Simple humanity requires that the state should not be blind to the movement of emigration, nor abandon it to all the risks of improvident liberty. Hence it should endeavor to remove the ignorance prevailing on questions of emigration. It should require personal and other guaranties that emigration agents are not simply dealers in men, and that the contracts made with ship-owners by emigrants are really performed. It should exercise a strict superintendence over the mode of transportation of emigrants, and see to it that its consuls accredited to America, etc. assist them by word and deed.[261-3] The legislation of Bremen is a model in this respect, and has contributed largely to make that port a principal outlet for German emigration.[261-4] The provisions of the laws of October 1, 1832, of July 14, 1854, of July 9, 1866, etc., embrace among others the following: Only a citizen of Bremen, of good repute, and who has given security to the amount of five thousand thalers, shall be entitled to receive and contract with emigrants for passage; to each passenger shall be allotted a space of at least twelve square feet of surface and six feet high; provision shall be made for the longest possible time of passage; for instance, for thirteen weeks for a voyage northerly from the equator. At the same time, the ship-owner is required to give security that in case of accident to the vessel, disabling it in such a way as to unfit it to continue the journey, he shall return the fare of all passengers saved, and pay them an additional sum of from twenty to forty thalers, according to the length of the passage, to cover the cost of salvage, to support themselves for the time being, and enable them to continue their journey. The entire matter is controlled by a rigid system of ship-investigation, and is under the superintendence of a board of officers, made up of senators and members of the chamber of commerce.[261-5] Among English provisions[261-6] particularly worthy of imitation is that which requires the government agents in Canada, etc. to furnish information gratis to emigrants. But to keep their clients from the practice of idling about, so ruinous to themselves, the agents refuse aid to all emigrants who, without sufficient reason, remain over eight days in the harbor.

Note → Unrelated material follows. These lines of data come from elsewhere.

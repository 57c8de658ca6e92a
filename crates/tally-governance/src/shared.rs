//! Thread-safe ledger handle for concurrent callers.
//!
//! Weight is awaited from the oracle before the lock is taken; every
//! precondition and mutation then runs under one mutex, so the committed
//! history is a serial order of all submitted operations. The lock is never
//! held across an await point.

use std::sync::Arc;
use parking_lot::Mutex;
use tally_types::{Address, Amount};
use crate::error::GovernanceError;
use crate::events::EventRecord;
use crate::oracle::AsyncWeightOracle;
use crate::proposal::{Proposal, ProposalDraft, ProposalStatus};
use crate::snapshot::LedgerSnapshot;
use crate::state::LedgerState;

/// Cloneable handle over one serialized `LedgerState`.
pub struct SharedLedger<O> {
    state: Arc<Mutex<LedgerState>>,
    oracle: Arc<O>,
}

impl<O> Clone for SharedLedger<O> {
    fn clone(&self) -> Self {
        Self {
            state: Arc::clone(&self.state),
            oracle: Arc::clone(&self.oracle),
        }
    }
}

impl<O: AsyncWeightOracle> SharedLedger<O> {
    pub fn new(state: LedgerState, oracle: O) -> Self {
        Self {
            state: Arc::new(Mutex::new(state)),
            oracle: Arc::new(oracle),
        }
    }

    pub async fn propose(
        &self,
        name: impl Into<String>,
        description: impl Into<String>,
        amount: Amount,
        recipient: Address,
        caller: Address,
    ) -> Result<u64, GovernanceError> {
        let draft = ProposalDraft::new(name, description, amount, recipient);
        let weight = self.oracle.balance_of(&caller).await;
        self.state.lock().propose(caller, weight, draft)
    }

    pub async fn vote(&self, id: u64, in_favor: bool, caller: Address) -> Result<(), GovernanceError> {
        let weight = self.oracle.balance_of(&caller).await;
        self.state.lock().vote(caller, weight, id, in_favor)
    }

    /// Legacy always-in-favor vote.
    pub async fn vote_in_favor(&self, id: u64, caller: Address) -> Result<(), GovernanceError> {
        self.vote(id, true, caller).await
    }

    pub async fn finalize(&self, id: u64, caller: Address) -> Result<(), GovernanceError> {
        let weight = self.oracle.balance_of(&caller).await;
        self.state.lock().finalize(caller, weight, id)
    }

    pub async fn cancel(&self, id: u64, caller: Address) -> Result<(), GovernanceError> {
        let weight = self.oracle.balance_of(&caller).await;
        self.state.lock().cancel(caller, weight, id)
    }

    pub fn deposit(&self, from: Address, amount: Amount) -> Result<Amount, GovernanceError> {
        self.state.lock().deposit(from, amount)
    }

    pub fn has_voted(&self, voter: &Address, id: u64) -> bool {
        self.state.lock().has_voted(voter, id)
    }

    pub fn has_voted_in_favor(&self, voter: &Address, id: u64) -> bool {
        self.state.lock().has_voted_in_favor(voter, id)
    }

    pub fn has_voted_against(&self, voter: &Address, id: u64) -> bool {
        self.state.lock().has_voted_against(voter, id)
    }

    /// Copy of the proposal as of now.
    pub fn proposal(&self, id: u64) -> Option<Proposal> {
        self.state.lock().proposal(id).cloned()
    }

    pub fn status(&self, id: u64) -> Result<ProposalStatus, GovernanceError> {
        self.state.lock().status(id)
    }

    pub fn treasury_balance(&self) -> Amount {
        self.state.lock().treasury_balance()
    }

    pub fn events(&self) -> Vec<EventRecord> {
        self.state.lock().events().to_vec()
    }

    pub fn snapshot(&self) -> LedgerSnapshot {
        self.state.lock().snapshot()
    }
}
//! Treasury custody for governance funds.
//!
//! Holds the balance that finalized proposals are paid from, and the
//! payout seam through which funds actually leave custody.

use std::collections::{HashMap, HashSet};
use std::sync::Arc;
use parking_lot::RwLock;
use tally_types::{Address, Amount};
use crate::error::GovernanceError;

/// Delivers funds to a recipient.
///
/// An `Err` is the recipient-side rejection reason; the ledger treats it as
/// a failed finalize and keeps the proposal open.
pub trait Payout: Send {
    fn pay(&mut self, recipient: &Address, amount: Amount) -> Result<(), String>;
}

/// Custodied balance.
#[derive(Debug, Clone, Default, PartialEq, Eq)]
pub struct Treasury {
    balance: Amount,
}

impl Treasury {
    pub fn new() -> Self {
        Self::default()
    }

    pub(crate) fn with_balance(balance: Amount) -> Self {
        Self { balance }
    }

    pub fn balance(&self) -> Amount {
        self.balance
    }

    /// Accept funds. Returns the new balance.
    pub fn deposit(&mut self, amount: Amount) -> Result<Amount, GovernanceError> {
        self.balance = self
            .balance
            .checked_add(amount)
            .ok_or(GovernanceError::Overflow("treasury balance"))?;
        Ok(self.balance)
    }

    pub fn can_cover(&self, amount: Amount) -> bool {
        self.balance >= amount
    }

    /// Fails with `InsufficientFunds` unless the balance covers `amount`.
    pub fn ensure_covers(&self, amount: Amount) -> Result<(), GovernanceError> {
        if self.can_cover(amount) {
            Ok(())
        } else {
            Err(GovernanceError::InsufficientFunds {
                available: self.balance,
                required: amount,
            })
        }
    }

    pub(crate) fn debit(&mut self, amount: Amount) -> Result<Amount, GovernanceError> {
        self.ensure_covers(amount)?;
        self.balance = self.balance.saturating_sub(amount);
        Ok(self.balance)
    }

    /// Return funds taken by `debit` when the payout did not go through.
    pub(crate) fn refund(&mut self, amount: Amount) {
        self.balance = self.balance.saturating_add(amount);
    }
}

#[derive(Debug, Default)]
struct BookInner {
    credits: HashMap<Address, Amount>,
    rejecting: HashSet<Address>,
}

/// In-memory payout target that credits recipient accounts.
///
/// Clones share the same book, so a caller can hand one clone to the ledger
/// and keep another to observe payouts.
#[derive(Debug, Clone, Default)]
pub struct AccountBook {
    inner: Arc<RwLock<BookInner>>,
}

impl AccountBook {
    pub fn new() -> Self {
        Self::default()
    }

    /// Make payouts to `recipient` fail until `accept` is called.
    pub fn reject(&self, recipient: Address) {
        self.inner.write().rejecting.insert(recipient);
    }

    pub fn accept(&self, recipient: &Address) {
        self.inner.write().rejecting.remove(recipient);
    }

    pub fn credited(&self, recipient: &Address) -> Amount {
        self.inner.read().credits.get(recipient).copied().unwrap_or(Amount::ZERO)
    }

    pub fn total_paid(&self) -> Amount {
        self.inner.read().credits.values().copied().sum()
    }
}

impl Payout for AccountBook {
    fn pay(&mut self, recipient: &Address, amount: Amount) -> Result<(), String> {
        let mut inner = self.inner.write();
        if inner.rejecting.contains(recipient) {
            return Err(format!("recipient {} refused payment", recipient));
        }
        let credit = inner.credits.entry(*recipient).or_insert(Amount::ZERO);
        *credit = credit
            .checked_add(amount)
            .ok_or_else(|| format!("recipient {} balance overflow", recipient))?;
        Ok(())
    }
}
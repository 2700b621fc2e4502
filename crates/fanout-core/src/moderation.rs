//! Acciones de moderación. Todas escriben primero en el store y después en
//! la cache del gate.
use std::sync::Arc;

use chrono::{Duration, Utc};
use fanout_domain::payload::encode_json;
use fanout_domain::{CanonicalMessage, MemberStatus, MessageStatus, PriorityTier, RecallBody, CATEGORY_RECALL};
use log::info;
use uuid::Uuid;

use crate::errors::FanoutError;
use crate::gate::EligibilityGate;
use crate::store::{require_tenant, SharedStore};

/// Silencio máximo: un año.
pub const MAX_MUTE_HOURS: u32 = 24 * 365;

pub struct Moderation {
    store: SharedStore,
    gate: Arc<EligibilityGate>,
}

impl Moderation {
    pub fn new(store: SharedStore, gate: Arc<EligibilityGate>) -> Self {
        Self { store, gate }
    }

    async fn require_member(&self, tenant: &str, user: &str) -> Result<(), FanoutError> {
        require_tenant(self.store.as_ref(), tenant).await?;
        match self.store.get_member(tenant, user).await? {
            Some(_) => Ok(()),
            None => Err(FanoutError::UnknownMember { tenant: tenant.into(), user: user.into() }),
        }
    }

    /// Bloquea al miembro y retira sus mensajes de la última hora. Devuelve
    /// cuántos recalls se generaron.
    pub async fn block_member(&self, tenant: &str, user: &str) -> Result<usize, FanoutError> {
        self.require_member(tenant, user).await?;
        self.store
            .update_member_priority_and_status(tenant, user, PriorityTier::Stop, MemberStatus::Blocked)
            .await?;
        self.gate.block_member(tenant, user).await?;

        let since = Utc::now() - Duration::hours(1);
        let recent = self.store.messages_by_sender_since(tenant, user, MessageStatus::Finished, since).await?;
        for msg in &recent {
            self.insert_recall(tenant, &msg.message_id, user).await?;
        }
        info!("moderation:block tenant={} user={} recalled={}", tenant, user, recent.len());
        Ok(recent.len())
    }

    /// Quita el bloqueo y devuelve al miembro al nivel bajo.
    pub async fn unblock_member(&self, tenant: &str, user: &str) -> Result<(), FanoutError> {
        self.require_member(tenant, user).await?;
        self.gate.unblock_member(tenant, user).await?;
        self.store
            .update_member_priority_and_status(tenant, user, PriorityTier::Low, MemberStatus::Member)
            .await?;
        info!("moderation:unblock tenant={} user={}", tenant, user);
        Ok(())
    }

    pub async fn block_globally(&self, user: &str) -> Result<(), FanoutError> {
        self.gate.block_globally(user).await?;
        info!("moderation:block_global user={}", user);
        Ok(())
    }

    /// Silencia `hours` horas (como mucho `MAX_MUTE_HOURS`); `0` levanta el
    /// silencio.
    pub async fn mute_member(&self, tenant: &str, user: &str, hours: u32) -> Result<(), FanoutError> {
        if hours > MAX_MUTE_HOURS {
            return Err(FanoutError::InvalidMute { hours, max: MAX_MUTE_HOURS });
        }
        self.require_member(tenant, user).await?;
        let until = match hours {
            0 => None,
            h => Some(Utc::now().checked_add_signed(Duration::hours(i64::from(h)))
                                .ok_or(FanoutError::InvalidMute { hours, max: MAX_MUTE_HOURS })?),
        };
        self.store.update_member_mute(tenant, user, until).await?;
        info!("moderation:mute tenant={} user={} hours={}", tenant, user, hours);
        Ok(())
    }

    /// Registra un recall del mensaje `message_id` en nombre de `sender`, de
    /// modo que el emisor original queda fuera de la expansión.
    pub async fn recall_as_manager(&self, tenant: &str, message_id: &str, sender: &str) -> Result<String, FanoutError> {
        require_tenant(self.store.as_ref(), tenant).await?;
        self.insert_recall(tenant, message_id, sender).await
    }

    async fn insert_recall(&self, tenant: &str, message_id: &str, sender: &str) -> Result<String, FanoutError> {
        let data = encode_json(&RecallBody { message_id: message_id.to_string() })?;
        let recall = CanonicalMessage::new(tenant, Uuid::new_v4().to_string(), sender, CATEGORY_RECALL, data);
        self.store.insert_message(&recall).await?;
        Ok(recall.message_id)
    }
}
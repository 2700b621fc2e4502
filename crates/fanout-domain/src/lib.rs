//! fanout-domain
//!
//! Tipos puros del dominio de difusión (sin IO): mensaje canónico, registro
//! de distribución por destinatario, membresía del tenant, códigos de estado
//! y los códecs de payload de los mensajes de control (recall, pin,
//! transcript).
pub mod conversation;
pub mod distribute;
pub mod error;
pub mod membership;
pub mod message;
pub mod payload;

pub use conversation::unique_conversation_id;
pub use distribute::{DistributeRecord, DistributeStatus};
pub use error::PayloadError;
pub use membership::{MemberStatus, MuteState, PriorityTier, TenantMember};
pub use message::{CanonicalMessage, ControlKind, MessageStatus, CATEGORY_ENCRYPTED_TRANSCRIPT, CATEGORY_PIN,
                  CATEGORY_PLAIN_TEXT, CATEGORY_PLAIN_TRANSCRIPT, CATEGORY_RECALL};
pub use payload::{PinAction, PinBody, RecallBody, TranscriptEntry};

/// Identificador de tenant (client id del bot que opera el canal).
pub type TenantId = String;
/// Identificador de usuario del messenger.
pub type UserId = String;
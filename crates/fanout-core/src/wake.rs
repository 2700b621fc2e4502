//! Señal de wake: avisa a la entrega aguas abajo de que un tenant tiene
//! filas pendientes. La carga es únicamente el id del tenant.
use async_trait::async_trait;
use tokio::sync::broadcast;

use crate::errors::TransportError;

pub const WAKE_CHANNEL: &str = "distribute";

#[async_trait]
pub trait WakePublisher: Send + Sync {
    async fn publish(&self, tenant: &str) -> Result<(), TransportError>;
}

/// Publicador en proceso sobre un canal broadcast de tokio.
pub struct ChannelWakePublisher {
    tx: broadcast::Sender<String>,
}

impl ChannelWakePublisher {
    pub fn new(capacity: usize) -> Self {
        let (tx, _) = broadcast::channel(capacity.max(1));
        Self { tx }
    }

    pub fn subscribe(&self) -> broadcast::Receiver<String> {
        self.tx.subscribe()
    }
}

impl Default for ChannelWakePublisher {
    fn default() -> Self {
        Self::new(1024)
    }
}

#[async_trait]
impl WakePublisher for ChannelWakePublisher {
    async fn publish(&self, tenant: &str) -> Result<(), TransportError> {
        // Sin suscriptores no es un error: nadie está drenando todavía.
        let _ = self.tx.send(tenant.to_string());
        Ok(())
    }
}

#[cfg(test)]
mod tests {
    use super::*;

    #[tokio::test]
    async fn subscribers_receive_tenant_id() {
        let wake = ChannelWakePublisher::default();
        let mut rx = wake.subscribe();
        wake.publish("t1").await.unwrap();
        assert_eq!(rx.recv().await.unwrap(), "t1");
    }

    #[tokio::test]
    async fn publish_without_subscribers_is_ok() {
        let wake = ChannelWakePublisher::new(0);
        assert!(wake.publish("t1").await.is_ok());
    }
}
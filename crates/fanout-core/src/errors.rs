//! Errores del motor.
//!
//! Los conflictos de unicidad NO son errores: el store los devuelve como
//! `InsertOutcome::AlreadyExists`.

use fanout_domain::PayloadError;
use thiserror::Error;

/// Resultado de una inserción idempotente.
#[derive(Debug, Clone, Copy, PartialEq, Eq)]
pub enum InsertOutcome {
    /// Filas nuevas efectivamente escritas (las duplicadas se omiten).
    Inserted(usize),
    /// Todas las filas ya existían.
    AlreadyExists,
}

impl InsertOutcome {
    pub fn inserted(self) -> usize {
        match self {
            InsertOutcome::Inserted(n) => n,
            InsertOutcome::AlreadyExists => 0,
        }
    }
}

#[derive(Debug, Error, Clone, PartialEq, Eq)]
pub enum StoreError {
    #[error("store unavailable: {0}")]
    Unavailable(String),
    #[error("constraint violation: {0}")]
    Constraint(String),
    #[error("corrupt row: {0}")]
    Corrupt(String),
    #[error("store error: {0}")]
    Backend(String),
}

impl From<PayloadError> for StoreError {
    fn from(e: PayloadError) -> Self {
        StoreError::Corrupt(e.to_string())
    }
}

#[derive(Debug, Error, Clone, PartialEq, Eq)]
pub enum TransportError {
    #[error("message rejected: {0}")]
    Rejected(String),
    #[error("transport unavailable: {0}")]
    Unavailable(String),
}

#[derive(Debug, Error)]
pub enum FanoutError {
    #[error(transparent)]
    Store(#[from] StoreError),
    #[error(transparent)]
    Payload(#[from] PayloadError),
    #[error("invalid priority levels: {0}")]
    InvalidLevel(String),
    #[error("mute of {hours}h exceeds the {max}h limit")]
    InvalidMute { hours: u32, max: u32 },
    #[error("unknown tenant: {0}")]
    UnknownTenant(String),
    #[error("unknown member {user} in tenant {tenant}")]
    UnknownMember { tenant: String, user: String },
    #[error("catch-up did not converge after {rounds} rounds")]
    CatchupExhausted { rounds: usize },
}
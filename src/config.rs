//! Configuración del servicio desde variables de entorno (.env incluido).
//! Los valores ausentes toman los defaults de `FanoutConfig`; un valor
//! presente pero ilegible es un error de arranque.

use std::env;
use std::str::FromStr;
use std::time::Duration;

use fanout_core::{FanoutConfig, WAKE_CHANNEL};

use crate::errors::AppError;

#[derive(Debug, Clone)]
pub struct AppConfig {
    /// Sin `REDIS_URL` el aviso de wake queda en proceso.
    pub redis_url: Option<String>,
    pub wake_channel: String,
    /// Periodo de sincronización del supervisor con la tabla de tenants.
    pub tenant_sync: Duration,
    pub fanout: FanoutConfig,
}

impl AppConfig {
    pub fn from_env() -> Result<Self, AppError> {
        fanout_persistence::init_dotenv();
        Self::from_lookup(|key| env::var(key).ok())
    }

    pub fn from_lookup<F>(lookup: F) -> Result<Self, AppError>
        where F: Fn(&str) -> Option<String>
    {
        let parse = |key: &str| -> Result<Option<u64>, AppError> { parse_var(&lookup, key) };
        let defaults = FanoutConfig::default();
        let secs = |key: &str, default: Duration| -> Result<Duration, AppError> {
            Ok(parse(key)?.map(Duration::from_secs).unwrap_or(default))
        };
        let millis = |key: &str, default: Duration| -> Result<Duration, AppError> {
            Ok(parse(key)?.map(Duration::from_millis).unwrap_or(default))
        };

        let fanout = FanoutConfig { shard_count: parse_var(&lookup, "MESSAGE_SHARD_SIZE")?.unwrap_or(defaults.shard_count),
                                    shard_max_age: secs("SHARD_REFRESH_SECS", defaults.shard_max_age)?,
                                    batch_size: parse_var(&lookup, "DISTRIBUTE_BATCH_SIZE")?.unwrap_or(defaults.batch_size),
                                    batch_pause: millis("DISTRIBUTE_BATCH_PAUSE_MS", defaults.batch_pause)?,
                                    idle_interval: millis("SCHEDULER_IDLE_MS", defaults.idle_interval)?,
                                    block_refresh: secs("BLOCK_REFRESH_SECS", defaults.block_refresh)?,
                                    pin_failure_notice: lookup("PIN_FAILURE_NOTICE").unwrap_or(defaults.pin_failure_notice),
                                    ..defaults };
        if fanout.shard_count == 0 || fanout.batch_size == 0 {
            return Err(AppError::Config("MESSAGE_SHARD_SIZE and DISTRIBUTE_BATCH_SIZE must be positive".into()));
        }
        Ok(Self { redis_url: lookup("REDIS_URL").filter(|u| !u.is_empty()),
                  wake_channel: lookup("WAKE_CHANNEL").unwrap_or_else(|| WAKE_CHANNEL.to_string()),
                  tenant_sync: secs("TENANT_SYNC_SECS", Duration::from_secs(60))?,
                  fanout })
    }
}

fn parse_var<F, T>(lookup: &F, key: &str) -> Result<Option<T>, AppError>
    where F: Fn(&str) -> Option<String>,
          T: FromStr
{
    match lookup(key) {
        None => Ok(None),
        Some(raw) => raw.trim()
                        .parse()
                        .map(Some)
                        .map_err(|_| AppError::Config(format!("{key}={raw} is not a valid number"))),
    }
}

#[cfg(test)]
mod tests {
    use super::*;
    use std::collections::HashMap;

    fn lookup(pairs: &[(&str, &str)]) -> impl Fn(&str) -> Option<String> {
        let map: HashMap<String, String> = pairs.iter().map(|(k, v)| (k.to_string(), v.to_string())).collect();
        move |key: &str| map.get(key).cloned()
    }

    #[test]
    fn empty_environment_uses_defaults() {
        let cfg = AppConfig::from_lookup(lookup(&[])).unwrap();
        assert_eq!(cfg.fanout.shard_count, 5);
        assert_eq!(cfg.fanout.batch_size, 200);
        assert_eq!(cfg.wake_channel, "distribute");
        assert_eq!(cfg.redis_url, None);
        assert_eq!(cfg.tenant_sync, Duration::from_secs(60));
    }

    #[test]
    fn overrides_are_applied() {
        let cfg = AppConfig::from_lookup(lookup(&[("MESSAGE_SHARD_SIZE", "8"),
                                                  ("DISTRIBUTE_BATCH_PAUSE_MS", "0"),
                                                  ("SCHEDULER_IDLE_MS", "250"),
                                                  ("BLOCK_REFRESH_SECS", "30"),
                                                  ("PIN_FAILURE_NOTICE", "gone"),
                                                  ("REDIS_URL", "redis://cache:6379"),
                                                  ("WAKE_CHANNEL", "wake")])).unwrap();
        assert_eq!(cfg.fanout.shard_count, 8);
        assert_eq!(cfg.fanout.batch_pause, Duration::ZERO);
        assert_eq!(cfg.fanout.idle_interval, Duration::from_millis(250));
        assert_eq!(cfg.fanout.block_refresh, Duration::from_secs(30));
        assert_eq!(cfg.fanout.pin_failure_notice, "gone");
        assert_eq!(cfg.redis_url.as_deref(), Some("redis://cache:6379"));
        assert_eq!(cfg.wake_channel, "wake");
    }

    #[test]
    fn invalid_numbers_fail() {
        let err = AppConfig::from_lookup(lookup(&[("DISTRIBUTE_BATCH_SIZE", "lots")])).unwrap_err();
        assert!(matches!(err, AppError::Config(msg) if msg.contains("DISTRIBUTE_BATCH_SIZE")));
        assert!(AppConfig::from_lookup(lookup(&[("MESSAGE_SHARD_SIZE", "0")])).is_err());
    }
}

[261-1] Much might be gained if German emigrants to the United States would concentrate themselves in one state, and thus soon make it a German state. For many reasons Wisconsin is best adapted to such a purpose.
[261-2] Provision made to put the colonists in possession of lands well explored and surveyed, to have the preliminary labor performed by persons already acclimated—labor which is the most injurious to health, the clearing of the land, the construction of buildings—purchasing the agricultural implements at wholesale, etc.
[261-3] v. Gessler (Tübinger Zeitschr., 1862, 398 ff.), recommends the establishment of an "asylum" in the neighborhood of the locality where the emigrants are likely to settle. In this asylum they might, during the time immediately following their arrival, find shelter, food, medicines, etc., and all the implements necessary to a settler, at cost. The institution might be established either by the home government, by a humanitarian emigration society, or by a land company in the colony itself.
[261-4] There passed
| In 1854. | In 1867. | |
| number of emigrants. | ||
| Through Bremen, | 76,875 | 73,971 |
| Through Hamburg, | 50,819 | 42,845 |
| (Of these directly only | 32,310) | (38,170) |
| Through Havre, | 95,849 | 22,753 |
| Through Antwerp, | 25,843 | 12,086 |
| Through other ports, | 2,500 | |
The trade of Bremen has, as the result of this transportation of emigrants, grown just as that of the Italian sea coast cities by the transportation of the crusaders in the Middle Ages. Here, as in so many other cases, genuine philanthropy, in the long run, moves nearly parallel with real economic advantage. And in fact, the Statuta civitatis Messiliæ of 1228 (IV, 24 seq., 28, 30) contain provisions in relation to the crusaders which forcibly remind one of the modern Bremen laws. Similarly in Venice: Compare Depping, Histoire du Commerce entre le Levant et l'Europe, 284; II, 313 seq.